E vedendo questo film, se ne capisce il motivo: Angela è una donna evidentemente provvista di una intelligenza spiccata e di un’ironia naturale, che sa però coniugare con una straordinaria credibilità, tale da permetterle di rendere plausibili pure le più stravaganti bizzarrie del film sempre a un passo dall’inverosimiglianza e dal favoloso. E però, anche di fronte a certi twist che porterebbero lo spettatore più scaltro a disconnettersi dalla fondamentale “sospensione dell’incredulità”, arriva Angela a rendere tutto quanto compatibile con le regole non scritte dello spettacolo cinematografico. E qui, per non “spoilerare”, si eviterà di entrare troppo nei dettagli, ma basti sapere che il film racconta le divertenti peripezie di due donne simili per età ma diverse in tutto, che per motivi legati a un’eredità decidono di affrontare un viaggio di sola andata Milano-Istanbul, che ricalca fisicamente – come Christopher Vogler insegna – il cosiddetto “viaggio dell’eroe” sotteso a qualsiasi narrazione filmica, e dunque il conseguente “arco di trasformazione dei personaggi” dopo il quale le due nemiche per la pelle approderanno a nuove consapevolezze, tra content creator e apocalissi da climate change.
L’altro polo di questo buddy-movie automobilistico è l’attrice turca Serra Yılmaz, nota principalmente per essere una presenza fissa in quasi tutti i cast del connazionale Ferzan Ozpetek, e che qui sviluppa con la collega italiana una chemistry in tutti i sensi da favola, che le trasforma in una versione “de noantri”, e per fortuna molto meno melodrammatica, delle leggendarie Thelma & Louise. Ben fatto, Maurizio: ci piacciono le fiabe, raccontane altre!

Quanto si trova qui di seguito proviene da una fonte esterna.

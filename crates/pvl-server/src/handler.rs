use axum::extract::{Path, Query, State};
use axum::http::StatusCode;
use axum::response::Json;
use bytes::Bytes;
use pvl_ledger::{LedgerReader, ValidationReport};
use pvl_provenance::{Attestation, CertificateRequest, Verification};
use pvl_types::{Digest, Position, RecordView};
use serde::{Deserialize, Serialize};
use serde_json::{json, Value};

use crate::error::{ServerError, ServerResult};
use crate::state::AppState;

#[derive(Clone, Debug, Serialize, Deserialize)]
pub struct HealthResponse {
    pub status: String,
    pub version: String,
}

impl Default for HealthResponse {
    fn default() -> Self {
        Self {
            status: "ok".into(),
            version: env!("CARGO_PKG_VERSION").into(),
        }
    }
}

/// Health check handler.
pub async fn health_handler() -> Json<HealthResponse> {
    Json(HealthResponse::default())
}

/// Info handler.
pub async fn info_handler(State(state): State<AppState>) -> ServerResult<Json<Value>> {
    let (count, head) = state
        .blocking(|s| Ok((s.ledger.len()?, s.ledger.head()?)))
        .await?;
    Ok(Json(json!({
        "name": "pvl-server",
        "version": env!("CARGO_PKG_VERSION"),
        "record_count": count,
        "head": head.map(|r| json!({ "position": r.position, "digest": r.digest })),
    })))
}

pub async fn chain_handler(State(state): State<AppState>) -> ServerResult<Json<Vec<RecordView>>> {
    let chain = state.blocking(|s| Ok(s.ledger.chain()?)).await?;
    Ok(Json(chain))
}

pub async fn validate_handler(State(state): State<AppState>) -> ServerResult<Json<Value>> {
    let valid = state.blocking(|s| Ok(s.ledger.validate_chain()?)).await?;
    Ok(Json(json!({ "valid": valid })))
}

pub async fn audit_handler(
    State(state): State<AppState>,
) -> ServerResult<Json<ValidationReport>> {
    let report = state.blocking(|s| Ok(s.ledger.audit()?)).await?;
    Ok(Json(report))
}

pub async fn record_handler(
    State(state): State<AppState>,
    Path(position): Path<Position>,
) -> ServerResult<Json<RecordView>> {
    let record = state
        .blocking(move |s| Ok(s.ledger.get_by_position(position)?))
        .await?;
    Ok(Json(record.to_view()))
}

pub async fn record_by_digest_handler(
    State(state): State<AppState>,
    Path(digest): Path<String>,
) -> ServerResult<Json<RecordView>> {
    let digest =
        Digest::from_hex(&digest).map_err(|e| ServerError::BadRequest(e.to_string()))?;
    let record = state
        .blocking(move |s| Ok(s.ledger.get_by_digest(&digest)?))
        .await?;
    Ok(Json(record.to_view()))
}

#[derive(Debug, Deserialize)]
pub struct SearchParams {
    pub key: String,
    pub value: String,
    pub limit: Option<usize>,
}

/// Most-recent-first records whose payload has `key == value`.
pub async fn search_handler(
    State(state): State<AppState>,
    Query(params): Query<SearchParams>,
) -> ServerResult<Json<Vec<RecordView>>> {
    if params.key.is_empty() {
        return Err(ServerError::BadRequest("key must not be empty".into()));
    }
    let found = state
        .blocking(move |s| {
            let search = s
                .ledger
                .find_by_payload_field(&params.key, params.value)?;
            let mut found = Vec::new();
            for record in search.take(params.limit.unwrap_or(usize::MAX)) {
                found.push(record?.to_view());
            }
            Ok(found)
        })
        .await?;
    Ok(Json(found))
}

#[derive(Debug, Deserialize)]
pub struct UploadParams {
    pub owner_id: String,
    #[serde(default)]
    pub filename: String,
}

/// Register the raw request body as a file owned by `owner_id`.
pub async fn register_file_handler(
    State(state): State<AppState>,
    Query(params): Query<UploadParams>,
    body: Bytes,
) -> ServerResult<(StatusCode, Json<Attestation>)> {
    let attestation = state
        .blocking(move |s| {
            Ok(s.provenance
                .register_file(&body, &params.owner_id, &params.filename)?)
        })
        .await?;
    Ok((StatusCode::CREATED, Json(attestation)))
}

pub async fn issue_certificate_handler(
    State(state): State<AppState>,
    Json(request): Json<CertificateRequest>,
) -> ServerResult<(StatusCode, Json<Attestation>)> {
    let attestation = state
        .blocking(move |s| Ok(s.provenance.issue_certificate(request)?))
        .await?;
    Ok((StatusCode::CREATED, Json(attestation)))
}

#[derive(Debug, Deserialize)]
pub struct VerifyParams {
    pub position: Position,
}

/// Check the raw request body against the record at `position`.
pub async fn verify_handler(
    State(state): State<AppState>,
    Query(params): Query<VerifyParams>,
    body: Bytes,
) -> ServerResult<Json<Verification>> {
    let outcome = state
        .blocking(move |s| Ok(s.provenance.verify_file(&body, params.position)?))
        .await?;
    Ok(Json(outcome))
}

In anteprima al Torino Film Festival 2024
In sala dal 27 febbraio 2025.
Amichemai – Regia: Maurizio Nichetti; soggetto: Angela Finocchiaro, Cristiana Mainardi, Maurizio Nichetti; sceneggiatura: Maurizio Nichetti; fotografia: Vincenzo Carpineta; montaggio: Massimo Germoglio; scenografia: Francesca Fezzi; costumi: Lavinia Bonsignore; musiche: Carlo Siliotto; interpreti: Angela Finocchiaro, Serra Yilmaz, Gelsomina Pascucci, Pia Paoletti, Maurizio Nichetti, Astrid Casali, Luca Lombardi; produzione: Paco Cinematografica e Loka Film; origine: Italia, 2024; durata: 90 minuti; distribuzione: Filmclub Distribuzione.